To assess the impact of the SARS-CoV-2 booster dose on the immune response against COVID-19, we conducted a cross-sectional study in the Casablanca-Settat region of Morocco. The study included 2,802 participants from 16 provinces, all of whom had received three doses of a SARS-CoV-2 vaccine. IgG antibodies targeting the S1 RBD subunit of the SARS-CoV-2 spike protein were quantified using the SARS-CoV-2 IgG II Quant assay and measured on the Abbott Architect i2000SR instrument. Adjusted seroprevalence of anti-RBD antibodies showed that participants who received two doses of ChAdOx1-S followed by a BBIBP-CorV booster had a seroprevalence rate of 99.68% (95% CI: 99.39-99.83%), while those who received a BNT162b2 booster had a rate of 99.67% (95% CI: 99.38-99.82%). Both rates were higher than those observed with other vaccination regimens. The evaluation of booster dose effects revealed significant differences in anti-RBD antibody levels across various vaccination regimens: two doses of BBIBP-CorV compared to three doses of BBIBP-CorV (P < 0.0001), two doses of BNT162b2 versus three doses of BNT162b2 (P = 0.023), two doses of ChAdOx1-S versus two doses of ChAdOx1-S with a BNT162b2 booster (P = 0.023), and two doses of BBIBP-CorV versus two doses of BBIBP-CorV with a BNT162b2 booster (P < 0.0001). However, no significant difference was found between two doses of ChAdOx1-S and three doses of ChAdOx1-S (P = 0.23). Participants with prior SARS-CoV-2 exposure who received two doses of ChAdOx1-S followed by either a BBIBP-CorV or BNT162b2 booster showed higher levels of anti-RBD IgG antibodies (P = 0.042 and P = 0.001, respectively). Interestingly, individuals with comorbidities who received the BNT162b2 booster dose exhibited a significantly stronger humoral response (P < 0.05). In conclusion, our findings highlight the effectiveness of the BNT162b2 booster dose in eliciting a strong immune response. The high seroprevalence rates achieved with both BNT162b2 and BBIBP-CorV boosters reflect the country's robust vaccination strategy.

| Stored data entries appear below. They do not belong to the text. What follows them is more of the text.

//! Classifies photos of a signal tower (stack light) dropped into a bucket
//! and records the equipment state they show.
//!
//! The state comes from the brightest histogram bin of each colour channel,
//! i.e. how many pixels saturate red, green and blue.

use aws_sdk_dynamodb::types::AttributeValue;
use chrono::{DateTime, FixedOffset, Utc};
use common::config::{env_lookup, required};
use common::{Item, ObjectSource, RecordStore, ViewError};
use image::RgbImage;
use lambda_runtime::{Error, LambdaEvent};
use serde::{Deserialize, Serialize};
use serde_json::Value;
use std::collections::HashMap;
use tracing::{debug, error, info, warn};

const TABLE_NAME: &str = "TABLE_NAME";
pub const PARTITION_KEY: &str = "equipment-number";
pub const SORT_KEY: &str = "file-name";
const STATE: &str = "state";

/// Non-green readings whose leading channel beats the runner-up by more
/// than this many saturated pixels are abnormal.
pub const ABNORMAL_MARGIN: u64 = 5000;

const JST_OFFSET_SECS: i32 = 9 * 3600;
const TIMESTAMP_FORMAT: &str = "%Y%m%d%H%M%S";

#[derive(Debug, Clone)]
pub struct Config {
    pub table_name: String,
}

impl Config {
    pub fn from_env() -> Result<Self, ViewError> {
        Self::from_lookup(env_lookup)
    }

    pub fn from_lookup<F>(lookup: F) -> Result<Self, ViewError>
    where
        F: Fn(&str) -> Option<String>,
    {
        Ok(Self {
            table_name: required(&lookup, TABLE_NAME)?,
        })
    }
}

/// S3 event notification, reduced to the fields read here.
#[derive(Debug, Default, Serialize, Deserialize)]
pub struct S3Event {
    #[serde(rename = "Records", default)]
    pub records: Vec<S3EventRecord>,
}

#[derive(Debug, Clone, Serialize, Deserialize)]
pub struct S3EventRecord {
    pub s3: S3Entity,
}

#[derive(Debug, Clone, Serialize, Deserialize)]
pub struct S3Entity {
    pub bucket: S3Bucket,
    pub object: S3Object,
}

#[derive(Debug, Clone, Serialize, Deserialize)]
pub struct S3Bucket {
    pub name: String,
}

#[derive(Debug, Clone, Serialize, Deserialize)]
pub struct S3Object {
    pub key: String,
}

#[derive(Debug, Clone, Copy, PartialEq, Eq, Serialize)]
pub enum SignalState {
    Good,
    Stop,
    Abnormality,
}

impl SignalState {
    pub fn as_str(&self) -> &'static str {
        match self {
            SignalState::Good => "Good",
            SignalState::Stop => "Stop",
            SignalState::Abnormality => "Abnormality"
        }
    }
}

#[derive(Debug, Clone, Copy, PartialEq, Eq, Default)]
pub struct ChannelCounts {
    pub red: u64,
    pub green: u64,
    pub blue: u64,
}

#[derive(Debug, Clone, Copy, PartialEq, Eq)]
enum Channel {
    Red,
    Green,
    Blue,
}

#[derive(Debug, Clone, PartialEq, Serialize)]
#[serde(rename_all = "camelCase")]
pub struct Observation {
    pub taken_at: String,
    pub file_name: String,
    pub state: SignalState,
}

impl Observation {
    fn to_item(&self) -> Item {
        HashMap::from([
            (PARTITION_KEY.to_string(), AttributeValue::S(self.taken_at.to_owned())),
            (SORT_KEY.to_string(), AttributeValue::S(self.file_name.to_owned())),
            (STATE.to_string(), AttributeValue::S(self.state.as_str().to_string()))
        ])
    }
}

/// Last histogram bin per channel: pixels at full intensity.
pub fn last_bin_counts(image: &RgbImage) -> ChannelCounts {
    image.pixels().fold(ChannelCounts::default(), |mut counts, pixel| {
        let [r, g, b] = pixel.0;
        counts.red += u64::from(r == u8::MAX);
        counts.green += u64::from(g == u8::MAX);
        counts.blue += u64::from(b == u8::MAX);
        counts
    })
}

/// Green leading means running. Otherwise a clear lead is an alarm and a
/// close race is a stopped (unlit or mixed) tower. Ties rank red, green, blue.
pub fn pred_state(counts: &ChannelCounts) -> SignalState {
    let mut ranked = [
        (Channel::Red, counts.red),
        (Channel::Green, counts.green),
        (Channel::Blue, counts.blue)
    ];
    ranked.sort_by(|a, b| b.1.cmp(&a.1));
    match ranked {
        [(Channel::Green, _), ..] => SignalState::Good,
        [(_, first), (_, second), _] if first - second > ABNORMAL_MARGIN => SignalState::Abnormality,
        _ => SignalState::Stop
    }
}

pub fn classify(bytes: &[u8]) -> Result<SignalState, ViewError> {
    let image = image::load_from_memory(bytes)
        .map_err(|e| ViewError::Malformed(format!("not a readable image: {}", e)))?;
    let counts = last_bin_counts(&image.to_rgb8());
    debug!("saturated pixel counts {:?}", counts);
    Ok(pred_state(&counts))
}

/// Event keys arrive form-encoded: `+` for spaces, `%XX` for the rest.
pub fn decode_key(raw: &str) -> Result<String, ViewError> {
    urlencoding::decode(&raw.replace('+', " "))
        .map(|key| key.into_owned())
        .map_err(|e| ViewError::Malformed(format!("object key {}: {}", raw, e)))
}

pub fn jst_now() -> Result<DateTime<FixedOffset>, ViewError> {
    let jst = FixedOffset::east_opt(JST_OFFSET_SECS)
        .ok_or_else(|| ViewError::Configuration("JST offset".into()))?;
    Ok(Utc::now().with_timezone(&jst))
}

async fn observe(
    source: &dyn ObjectSource,
    record: &S3EventRecord,
    taken_at: &str,
) -> Result<Observation, ViewError> {
    let key = decode_key(&record.s3.object.key)?;
    let bytes = source.fetch(&record.s3.bucket.name, &key).await?;
    Ok(Observation {
        taken_at: taken_at.to_string(),
        file_name: key.replace(".jpg", ""),
        state: classify(&bytes)?,
    })
}

/// Classifies every uploaded object and stores one state row per photo,
/// all stamped with the invocation time. A row that already exists is a
/// redelivered notification and is skipped.
pub async fn record_states(
    source: &dyn ObjectSource,
    store: &dyn RecordStore,
    event: &S3Event,
    now: DateTime<FixedOffset>,
) -> Result<Vec<Observation>, ViewError> {
    if event.records.is_empty() {
        return Err(ViewError::Malformed("event carries no Records".into()));
    }
    let taken_at = now.format(TIMESTAMP_FORMAT).to_string();
    let mut recorded = Vec::with_capacity(event.records.len());
    for record in &event.records {
        let observation = observe(source, record, &taken_at).await?;
        match store.put_new(PARTITION_KEY, observation.to_item()).await {
            Ok(()) => recorded.push(observation),
            Err(ViewError::Conflict(key)) => warn!("state for {} already recorded", key),
            Err(e) => return Err(e)
        }
    }
    Ok(recorded)
}

pub async fn function_handler(
    source: &dyn ObjectSource,
    store: &dyn RecordStore,
    event: LambdaEvent<S3Event>,
) -> Result<Value, Error> {
    debug!("s3 event: {:?}", event.payload);
    let result = match jst_now() {
        Ok(now) => record_states(source, store, &event.payload, now).await,
        Err(e) => Err(e)
    };
    match result {
        Ok(recorded) => {
            for observation in &recorded {
                info!("{} at {}: {}", observation.file_name, observation.taken_at, observation.state.as_str());
            }
            Ok(serde_json::json!({ "recorded": recorded.len() }))
        }
        Err(e) => {
            error!("state recording failed: {}", e);
            Err(e.into())
        }
    }
}

#[cfg(test)]
mod tests {
    use super::*;
    use image::{DynamicImage, ImageFormat, Rgb};
    use std::io::Cursor;

    fn counts(red: u64, green: u64, blue: u64) -> ChannelCounts {
        ChannelCounts { red, green, blue }
    }

    #[test]
    fn green_leading_is_good() {
        assert_eq!(pred_state(&counts(10, 20_000, 5)), SignalState::Good);
        assert_eq!(pred_state(&counts(0, 1, 0)), SignalState::Good);
    }

    #[test]
    fn clear_non_green_lead_is_abnormal() {
        assert_eq!(pred_state(&counts(12_000, 1_000, 0)), SignalState::Abnormality);
        assert_eq!(pred_state(&counts(0, 100, 5_101)), SignalState::Abnormality);
    }

    #[test]
    fn margin_is_exclusive() {
        assert_eq!(pred_state(&counts(6_000, 1_000, 0)), SignalState::Stop);
        assert_eq!(pred_state(&counts(6_001, 1_000, 0)), SignalState::Abnormality);
    }

    #[test]
    fn ties_rank_red_first() {
        // all channels saturated, as in a white or overexposed photo
        assert_eq!(pred_state(&counts(9_000, 9_000, 9_000)), SignalState::Stop);
        assert_eq!(pred_state(&counts(0, 0, 0)), SignalState::Stop);
        assert_eq!(pred_state(&counts(100, 9_000, 9_000)), SignalState::Good);
    }

    #[test]
    fn only_full_intensity_pixels_count() {
        let image = RgbImage::from_fn(4, 1, |x, _| match x {
            0 => Rgb([255, 0, 0]),
            1 => Rgb([254, 255, 0]),
            2 => Rgb([255, 255, 255]),
            _ => Rgb([10, 10, 10])
        });
        assert_eq!(last_bin_counts(&image), counts(2, 2, 1));
    }

    #[test]
    fn classify_decodes_png() {
        let mut bytes = Cursor::new(Vec::new());
        DynamicImage::ImageRgb8(RgbImage::from_pixel(80, 80, Rgb([0, 255, 40])))
            .write_to(&mut bytes, ImageFormat::Png)
            .unwrap();
        assert_eq!(classify(bytes.get_ref()).unwrap(), SignalState::Good);
        assert!(matches!(classify(b"not an image"), Err(ViewError::Malformed(_))));
    }

    #[test]
    fn keys_are_form_decoded() {
        assert_eq!(decode_key("line+a%2Fshot+01.jpg").unwrap(), "line a/shot 01.jpg");
        assert_eq!(decode_key("%E8%A8%AD%E5%82%99.jpg").unwrap(), "設備.jpg");
        assert!(matches!(decode_key("%FF.jpg"), Err(ViewError::Malformed(_))));
    }

    #[test]
    fn event_parses_notification_records() {
        let event: S3Event = serde_json::from_value(serde_json::json!({
            "Records": [{
                "eventName": "ObjectCreated:Put",
                "s3": {"bucket": {"name": "towers"}, "object": {"key": "line-a.jpg", "size": 1024}}
            }]
        })).unwrap();
        assert_eq!(event.records[0].s3.bucket.name, "towers");
        assert_eq!(event.records[0].s3.object.key, "line-a.jpg");
    }

    #[test]
    fn observation_item_uses_table_keys() {
        let item = Observation {
            taken_at: "20240401093000".into(),
            file_name: "line-a".into(),
            state: SignalState::Abnormality,
        }.to_item();
        assert_eq!(item.get(PARTITION_KEY), Some(&AttributeValue::S("20240401093000".into())));
        assert_eq!(item.get(SORT_KEY), Some(&AttributeValue::S("line-a".into())));
        assert_eq!(item.get(STATE), Some(&AttributeValue::S("Abnormality".into())));
    }

    #[test]
    fn table_name_is_required() {
        assert!(matches!(Config::from_lookup(|_| None), Err(ViewError::Configuration(name)) if name == TABLE_NAME));
        assert_eq!(Config::from_lookup(|_| Some("SignalStates".into())).unwrap().table_name, "SignalStates");
    }
}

为评估新型冠状病毒2型(SARS-CoV-2)加强剂量对针对2019冠状病毒病(COVID-19)免疫反应的影响,我们在摩洛哥卡萨布兰卡-塞塔特地区开展了一项横断面研究。该研究纳入了来自16个省份的2802名参与者,他们均已接种三剂SARS-CoV-2疫苗。使用SARS-CoV-2 IgG II定量检测法对靶向SARS-CoV-2刺突蛋白S1受体结合域(RBD)亚单位的IgG抗体进行定量,并在雅培Architect i2000SR仪器上进行检测。抗RBD抗体的校正血清阳性率显示,接种两剂ChAdOx1-S后再接种一剂BBIBP-CorV加强针的参与者血清阳性率为99.68%(95%置信区间:99.39-99.83%),而接种BNT162b2加强针的参与者血清阳性率为99.67%(95%置信区间:99.38-99.82%)。这两个比率均高于其他疫苗接种方案所观察到的比率。加强剂量效果评估显示,不同疫苗接种方案的抗RBD抗体水平存在显著差异:两剂BBIBP-CorV与三剂BBIBP-CorV相比(P<0.0001),两剂BNT162b2与三剂BNT162b2相比(P = 0.023),两剂ChAdOx1-S与两剂ChAdOx1-S后接种一剂BNT162b2加强针相比(P = 0.023),以及两剂BBIBP-CorV与两剂BBIBP-CorV后接种一剂BNT162b2加强针相比(P<0.0001)。然而,两剂ChAdOx1-S与三剂ChAdOx1-S之间未发现显著差异(P = 0.23)。先前接触过SARS-CoV-2的参与者接种两剂ChAdOx1-S后再接种一剂BBIBP-CorV或BNT162b2加强针,其抗RBD IgG抗体水平较高(分别为P = 0.042和P = 0.001)。有趣的是,患有合并症的个体接种BNT162b2加强针后表现出显著更强的体液免疫反应(P<0.05)。总之,我们的研究结果突出了BNT162b2加强针在引发强烈免疫反应方面的有效性。BNT162b2和BBIBP-CorV加强针所达到的高血清阳性率反映了该国强有力的疫苗接种策略。